◆ What you need to do ◆
All that is wanted is the span of lines from the one with "pub struct ManualClock" to the last line of the data, copied exactly.

◆ Provided data ◆
════════

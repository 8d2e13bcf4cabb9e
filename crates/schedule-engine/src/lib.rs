//! # schedule-engine
//!
//! Deterministic business-hours resolution for multi-hub schedules.
//!
//! Given a hub's weekly hours, special days (holidays, optionally recurring
//! yearly) and date-range overrides, the engine answers "is the hub open at
//! this instant" and produces the bookable slots for a day. Resolution is a
//! pure read over records supplied by a [`ScheduleStore`]; nothing is cached.
//!
//! ## Modules
//!
//! - [`model`] - settings, weekly hours, special days, overrides
//! - [`validate`] - record invariants enforced by the CRUD layer
//! - [`store`] - the read port and an in-memory implementation
//! - [`precedence`] - override > special day > weekly hours lookup chain
//! - [`resolver`] - `is_open` and `generate_slots`
//! - [`slots`] - lazy, restartable slot plans
//! - [`calendar`] - week grid and upcoming special days
//! - [`dst`] - DST gap policies for slot instants
//! - [`error`] - Error types

pub mod calendar;
pub mod dst;
pub mod error;
pub mod model;
pub mod precedence;
pub mod resolver;
mod serde_time;
pub mod slots;
pub mod status;
pub mod store;
pub mod validate;

pub use calendar::{UpcomingSpecialDay, WeekdayEntry};
pub use dst::DstPolicy;
pub use error::{ScheduleError, ValidationError};
pub use model::{
    BusinessHours, DateRange, DayOfWeek, HubId, OpeningWindow, ScheduleOverride, ScheduleSettings,
    SpecialDay, TimeRange,
};
pub use precedence::{HoursSource, ResolvedDay};
pub use resolver::AvailabilityResolver;
pub use slots::{Slot, SlotPlan};
pub use status::OpenStatus;
pub use store::{HubSchedule, InMemoryStore, ScheduleDocument, ScheduleStore};
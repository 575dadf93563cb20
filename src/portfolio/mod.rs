//! Orchestration of lots, prices, rates and valuation for one user.

mod service;

pub use service::PortfolioService;
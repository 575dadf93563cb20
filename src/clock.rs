use std::sync::Mutex;

use chrono::{DateTime, Duration, NaiveDate, Utc};

/// Source of "now" for freshness checks and snapshot dating.
pub trait Clock: Send + Sync {
    fn now(&self) -> DateTime<Utc>;

    fn today(&self) -> NaiveDate {
        self.now().date_naive()
    }
}

#[derive(Debug, Clone, Default)]
pub struct SystemClock;

impl Clock for SystemClock {
    fn now(&self) -> DateTime<Utc> {
        Utc::now()
    }
}

#[derive(Debug, Clone)]
pub struct FixedClock {
    now: DateTime<Utc>,
}

impl FixedClock {
    pub fn new(now: DateTime<Utc>) -> Self {
        Self { now }
    }
}

impl Clock for FixedClock {
    fn now(&self) -> DateTime<Utc> {
        self.now
    }
}

/// Clock that only moves when told to. Handy for TTL expiry in tests.
#[derive(Debug)]
pub struct ManualClock {
    now: Mutex<DateTime<Utc>>,
}

impl ManualClock {
    pub fn new(now: DateTime<Utc>) -> Self {
        Self {
            now: Mutex::new(now),
        }
    }

    pub fn set(&self, now: DateTime<Utc>) {
        *self.now.lock().unwrap_or_else(|e| e.into_inner()) = now;
    }

    pub fn advance(&self, by: Duration) {
        let mut now = self.now.lock().unwrap_or_else(|e| e.into_inner());
        *now += by;
    }
}

impl Clock for ManualClock {
    fn now(&self) -> DateTime<Utc> {
        *self.now.lock().unwrap_or_else(|e| e.into_inner())
    }
}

════════

◆ Task solution ◆
pub struct ManualClock {
    now: Mutex<DateTime<Utc>>,
}

impl ManualClock {
    pub fn new(now: DateTime<Utc>) -> Self {
        Self {
            now: Mutex::new(now),
        }
    }

    pub fn set(&self, now: DateTime<Utc>) {
        *self.now.lock().unwrap_or_else(|e| e.into_inner()) = now;
    }

    pub fn advance(&self, by: Duration) {
        let mut now = self.now.lock().unwrap_or_else(|e| e.into_inner());
        *now += by;
    }
}

impl Clock for ManualClock {
    fn now(&self) -> DateTime<Utc> {
        *self.now.lock().unwrap_or_else(|e| e.into_inner())
    }
}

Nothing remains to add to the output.